• _WHAT YOU ARE ASKED TO DO_
Search the entries below for "order", and copy each line where it appears.

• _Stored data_
Segment Open

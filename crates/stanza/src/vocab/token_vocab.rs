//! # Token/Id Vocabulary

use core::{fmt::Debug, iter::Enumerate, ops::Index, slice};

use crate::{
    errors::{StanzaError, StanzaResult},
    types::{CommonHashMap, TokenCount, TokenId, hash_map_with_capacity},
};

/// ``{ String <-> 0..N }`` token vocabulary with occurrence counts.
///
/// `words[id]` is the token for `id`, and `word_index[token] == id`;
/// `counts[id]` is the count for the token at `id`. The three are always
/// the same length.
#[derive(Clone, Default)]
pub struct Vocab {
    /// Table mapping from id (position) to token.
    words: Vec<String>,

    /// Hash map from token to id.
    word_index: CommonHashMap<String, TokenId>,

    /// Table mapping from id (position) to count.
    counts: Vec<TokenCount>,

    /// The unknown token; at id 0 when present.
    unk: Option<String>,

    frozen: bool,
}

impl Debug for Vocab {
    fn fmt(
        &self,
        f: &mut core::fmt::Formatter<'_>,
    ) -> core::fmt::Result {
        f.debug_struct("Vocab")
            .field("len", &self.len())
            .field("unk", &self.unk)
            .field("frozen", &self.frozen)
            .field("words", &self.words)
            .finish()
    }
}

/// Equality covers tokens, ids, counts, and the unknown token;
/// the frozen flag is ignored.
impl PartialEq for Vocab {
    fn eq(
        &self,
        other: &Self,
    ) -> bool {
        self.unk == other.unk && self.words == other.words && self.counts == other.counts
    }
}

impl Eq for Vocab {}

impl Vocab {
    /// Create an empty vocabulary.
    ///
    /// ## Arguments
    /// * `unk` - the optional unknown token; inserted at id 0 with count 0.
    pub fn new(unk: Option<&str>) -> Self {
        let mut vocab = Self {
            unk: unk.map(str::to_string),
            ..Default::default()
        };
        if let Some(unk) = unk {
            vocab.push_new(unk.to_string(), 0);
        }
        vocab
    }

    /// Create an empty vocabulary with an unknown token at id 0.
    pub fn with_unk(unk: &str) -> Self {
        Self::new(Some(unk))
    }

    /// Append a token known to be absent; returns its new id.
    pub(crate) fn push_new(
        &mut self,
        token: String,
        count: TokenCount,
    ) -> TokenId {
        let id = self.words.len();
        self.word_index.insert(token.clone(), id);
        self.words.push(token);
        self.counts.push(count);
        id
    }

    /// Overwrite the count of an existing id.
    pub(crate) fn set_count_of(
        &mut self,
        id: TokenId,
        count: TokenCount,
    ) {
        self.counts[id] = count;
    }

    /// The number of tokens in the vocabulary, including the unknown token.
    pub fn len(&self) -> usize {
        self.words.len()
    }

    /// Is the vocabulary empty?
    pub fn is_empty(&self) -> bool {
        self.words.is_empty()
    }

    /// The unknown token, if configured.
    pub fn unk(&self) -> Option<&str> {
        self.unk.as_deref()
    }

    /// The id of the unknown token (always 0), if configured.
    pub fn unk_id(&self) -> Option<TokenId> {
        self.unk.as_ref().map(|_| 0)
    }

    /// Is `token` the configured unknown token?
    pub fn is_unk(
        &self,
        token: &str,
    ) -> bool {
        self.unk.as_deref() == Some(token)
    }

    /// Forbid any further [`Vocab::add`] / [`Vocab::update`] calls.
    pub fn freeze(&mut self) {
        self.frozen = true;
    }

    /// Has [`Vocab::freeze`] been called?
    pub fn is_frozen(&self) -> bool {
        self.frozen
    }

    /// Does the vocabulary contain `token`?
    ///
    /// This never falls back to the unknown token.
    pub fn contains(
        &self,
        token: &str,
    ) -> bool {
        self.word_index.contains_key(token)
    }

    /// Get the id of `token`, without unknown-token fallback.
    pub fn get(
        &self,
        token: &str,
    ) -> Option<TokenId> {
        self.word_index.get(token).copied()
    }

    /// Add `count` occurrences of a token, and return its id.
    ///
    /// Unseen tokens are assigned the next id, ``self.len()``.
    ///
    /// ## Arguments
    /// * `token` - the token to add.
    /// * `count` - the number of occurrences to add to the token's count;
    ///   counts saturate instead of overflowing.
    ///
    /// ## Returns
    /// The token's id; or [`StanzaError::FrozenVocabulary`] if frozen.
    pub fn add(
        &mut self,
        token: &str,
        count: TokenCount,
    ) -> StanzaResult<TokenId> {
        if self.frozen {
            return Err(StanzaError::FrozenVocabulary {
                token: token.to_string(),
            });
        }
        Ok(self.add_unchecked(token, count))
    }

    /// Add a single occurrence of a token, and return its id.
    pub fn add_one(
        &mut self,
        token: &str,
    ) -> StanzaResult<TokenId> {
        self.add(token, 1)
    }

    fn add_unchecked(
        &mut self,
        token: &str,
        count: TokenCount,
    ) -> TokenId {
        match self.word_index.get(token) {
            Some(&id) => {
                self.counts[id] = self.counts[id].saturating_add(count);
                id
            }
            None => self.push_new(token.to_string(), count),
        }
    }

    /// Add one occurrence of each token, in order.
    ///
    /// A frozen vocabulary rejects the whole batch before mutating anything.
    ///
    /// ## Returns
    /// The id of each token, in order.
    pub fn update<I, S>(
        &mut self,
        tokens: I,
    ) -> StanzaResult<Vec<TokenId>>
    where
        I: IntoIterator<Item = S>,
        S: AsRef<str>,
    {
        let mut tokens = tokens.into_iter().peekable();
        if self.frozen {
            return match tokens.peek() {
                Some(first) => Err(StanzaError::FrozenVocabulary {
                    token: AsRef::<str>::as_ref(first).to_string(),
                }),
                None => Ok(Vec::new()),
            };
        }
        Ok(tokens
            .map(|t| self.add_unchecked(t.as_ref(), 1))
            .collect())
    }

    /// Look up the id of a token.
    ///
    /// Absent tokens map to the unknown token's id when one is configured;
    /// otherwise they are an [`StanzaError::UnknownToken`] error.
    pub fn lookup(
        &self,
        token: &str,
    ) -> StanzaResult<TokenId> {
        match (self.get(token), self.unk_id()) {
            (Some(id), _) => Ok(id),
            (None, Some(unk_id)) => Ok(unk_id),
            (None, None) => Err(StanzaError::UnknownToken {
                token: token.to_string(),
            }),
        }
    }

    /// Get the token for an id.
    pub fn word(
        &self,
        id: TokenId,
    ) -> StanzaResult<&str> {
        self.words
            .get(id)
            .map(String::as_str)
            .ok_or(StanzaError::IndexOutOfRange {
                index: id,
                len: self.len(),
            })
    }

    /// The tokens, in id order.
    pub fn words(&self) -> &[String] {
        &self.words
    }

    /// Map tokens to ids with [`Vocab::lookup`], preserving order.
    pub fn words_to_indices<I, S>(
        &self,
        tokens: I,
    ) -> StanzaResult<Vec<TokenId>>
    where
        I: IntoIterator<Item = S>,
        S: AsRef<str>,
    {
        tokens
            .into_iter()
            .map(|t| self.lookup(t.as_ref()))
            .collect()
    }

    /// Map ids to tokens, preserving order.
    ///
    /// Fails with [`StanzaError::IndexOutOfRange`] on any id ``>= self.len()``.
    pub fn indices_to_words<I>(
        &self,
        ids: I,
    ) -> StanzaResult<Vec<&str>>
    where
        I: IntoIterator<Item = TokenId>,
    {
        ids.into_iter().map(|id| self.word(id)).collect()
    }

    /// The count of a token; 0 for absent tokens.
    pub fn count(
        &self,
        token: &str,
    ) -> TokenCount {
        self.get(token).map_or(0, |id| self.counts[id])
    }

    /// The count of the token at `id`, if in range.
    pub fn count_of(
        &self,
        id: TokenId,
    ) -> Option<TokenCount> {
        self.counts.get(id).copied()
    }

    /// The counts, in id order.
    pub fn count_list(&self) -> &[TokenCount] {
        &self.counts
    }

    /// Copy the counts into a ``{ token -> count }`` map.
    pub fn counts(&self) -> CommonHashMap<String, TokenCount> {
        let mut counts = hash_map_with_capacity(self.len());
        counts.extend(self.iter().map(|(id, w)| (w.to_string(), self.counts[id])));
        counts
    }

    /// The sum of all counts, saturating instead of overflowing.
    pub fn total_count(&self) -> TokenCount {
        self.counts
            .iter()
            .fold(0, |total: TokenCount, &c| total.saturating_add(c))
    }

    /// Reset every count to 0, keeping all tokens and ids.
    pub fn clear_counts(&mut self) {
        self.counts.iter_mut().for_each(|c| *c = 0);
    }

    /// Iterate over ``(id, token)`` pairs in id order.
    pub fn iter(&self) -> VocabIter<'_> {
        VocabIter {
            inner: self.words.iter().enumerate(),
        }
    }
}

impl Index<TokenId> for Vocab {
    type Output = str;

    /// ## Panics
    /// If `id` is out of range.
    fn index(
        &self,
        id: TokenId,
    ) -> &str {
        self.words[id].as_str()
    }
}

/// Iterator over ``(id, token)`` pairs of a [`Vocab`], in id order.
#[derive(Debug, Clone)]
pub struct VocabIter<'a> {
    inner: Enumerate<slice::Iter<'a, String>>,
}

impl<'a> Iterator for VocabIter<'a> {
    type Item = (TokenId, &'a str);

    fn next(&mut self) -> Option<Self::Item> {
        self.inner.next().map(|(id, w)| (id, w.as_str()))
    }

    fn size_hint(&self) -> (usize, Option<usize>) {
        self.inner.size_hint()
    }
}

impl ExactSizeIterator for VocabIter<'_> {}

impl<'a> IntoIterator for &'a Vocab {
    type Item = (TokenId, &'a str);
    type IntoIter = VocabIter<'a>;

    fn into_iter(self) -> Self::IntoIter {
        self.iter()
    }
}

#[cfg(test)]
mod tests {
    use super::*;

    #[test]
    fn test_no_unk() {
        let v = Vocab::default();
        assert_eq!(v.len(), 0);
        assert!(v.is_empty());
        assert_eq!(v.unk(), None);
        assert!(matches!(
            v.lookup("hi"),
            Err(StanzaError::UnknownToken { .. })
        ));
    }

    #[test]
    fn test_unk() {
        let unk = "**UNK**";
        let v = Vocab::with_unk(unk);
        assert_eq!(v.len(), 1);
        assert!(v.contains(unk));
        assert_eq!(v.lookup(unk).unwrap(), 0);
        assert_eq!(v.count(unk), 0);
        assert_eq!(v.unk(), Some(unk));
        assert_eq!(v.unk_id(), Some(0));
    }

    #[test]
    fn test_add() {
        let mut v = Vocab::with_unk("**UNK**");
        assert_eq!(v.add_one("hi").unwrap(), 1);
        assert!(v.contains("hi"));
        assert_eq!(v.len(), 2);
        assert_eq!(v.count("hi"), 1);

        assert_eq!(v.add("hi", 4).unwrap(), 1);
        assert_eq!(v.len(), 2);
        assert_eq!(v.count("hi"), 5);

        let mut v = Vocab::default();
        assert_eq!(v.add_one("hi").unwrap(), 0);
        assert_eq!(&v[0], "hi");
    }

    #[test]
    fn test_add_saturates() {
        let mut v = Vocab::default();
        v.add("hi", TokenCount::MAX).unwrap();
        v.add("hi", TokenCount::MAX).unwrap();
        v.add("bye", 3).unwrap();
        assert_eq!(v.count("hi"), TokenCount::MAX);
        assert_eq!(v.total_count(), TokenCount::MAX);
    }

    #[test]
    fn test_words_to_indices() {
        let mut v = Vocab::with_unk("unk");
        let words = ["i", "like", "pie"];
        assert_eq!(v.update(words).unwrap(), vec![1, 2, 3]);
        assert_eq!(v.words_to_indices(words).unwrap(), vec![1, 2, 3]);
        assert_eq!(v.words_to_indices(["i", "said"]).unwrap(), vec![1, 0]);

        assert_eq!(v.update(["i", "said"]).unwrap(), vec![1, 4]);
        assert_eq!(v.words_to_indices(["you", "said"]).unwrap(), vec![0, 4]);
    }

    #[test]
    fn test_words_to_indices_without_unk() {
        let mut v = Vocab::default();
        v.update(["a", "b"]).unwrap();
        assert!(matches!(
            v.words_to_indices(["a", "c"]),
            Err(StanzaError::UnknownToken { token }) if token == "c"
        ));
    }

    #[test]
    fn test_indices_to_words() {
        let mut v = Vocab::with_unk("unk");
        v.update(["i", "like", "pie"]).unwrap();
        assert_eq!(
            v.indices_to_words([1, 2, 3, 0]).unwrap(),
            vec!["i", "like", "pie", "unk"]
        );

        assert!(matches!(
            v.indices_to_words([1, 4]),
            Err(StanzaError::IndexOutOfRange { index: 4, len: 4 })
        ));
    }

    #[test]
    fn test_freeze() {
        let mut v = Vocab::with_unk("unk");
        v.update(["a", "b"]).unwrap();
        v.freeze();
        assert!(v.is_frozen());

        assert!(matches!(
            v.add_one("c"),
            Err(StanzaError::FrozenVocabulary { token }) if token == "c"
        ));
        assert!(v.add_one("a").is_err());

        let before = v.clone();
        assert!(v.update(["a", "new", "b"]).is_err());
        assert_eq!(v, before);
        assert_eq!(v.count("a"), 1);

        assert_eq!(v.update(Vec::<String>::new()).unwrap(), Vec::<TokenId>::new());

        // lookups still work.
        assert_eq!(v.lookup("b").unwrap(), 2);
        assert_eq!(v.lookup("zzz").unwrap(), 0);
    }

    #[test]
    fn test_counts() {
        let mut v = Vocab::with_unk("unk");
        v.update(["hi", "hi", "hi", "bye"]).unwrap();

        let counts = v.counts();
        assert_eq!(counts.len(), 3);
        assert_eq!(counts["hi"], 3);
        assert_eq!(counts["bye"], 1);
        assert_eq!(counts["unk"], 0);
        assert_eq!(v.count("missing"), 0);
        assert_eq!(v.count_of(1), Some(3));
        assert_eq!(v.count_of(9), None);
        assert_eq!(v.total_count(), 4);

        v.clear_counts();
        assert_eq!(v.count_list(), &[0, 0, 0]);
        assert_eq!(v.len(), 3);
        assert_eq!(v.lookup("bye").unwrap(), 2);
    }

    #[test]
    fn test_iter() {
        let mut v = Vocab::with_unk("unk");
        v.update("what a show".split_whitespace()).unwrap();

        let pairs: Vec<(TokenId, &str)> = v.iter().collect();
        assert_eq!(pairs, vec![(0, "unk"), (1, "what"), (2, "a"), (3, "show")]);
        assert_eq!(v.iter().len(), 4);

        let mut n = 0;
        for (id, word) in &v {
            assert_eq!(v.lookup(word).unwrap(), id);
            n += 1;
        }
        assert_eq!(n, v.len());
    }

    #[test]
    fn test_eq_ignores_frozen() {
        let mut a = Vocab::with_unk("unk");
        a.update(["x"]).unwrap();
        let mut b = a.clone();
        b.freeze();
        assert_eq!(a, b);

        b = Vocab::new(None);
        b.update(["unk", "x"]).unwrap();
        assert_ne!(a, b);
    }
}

Segment Closed

• _WRITTEN SOLUTION_
    /// Add one occurrence of each token, in order.
    /// The id of each token, in order.
    /// The tokens, in id order.
    /// Map tokens to ids with [`Vocab::lookup`], preserving order.
    /// Map ids to tokens, preserving order.
    /// The counts, in id order.
    /// Iterate over ``(id, token)`` pairs in id order.
/// Iterator over ``(id, token)`` pairs of a [`Vocab`], in id order.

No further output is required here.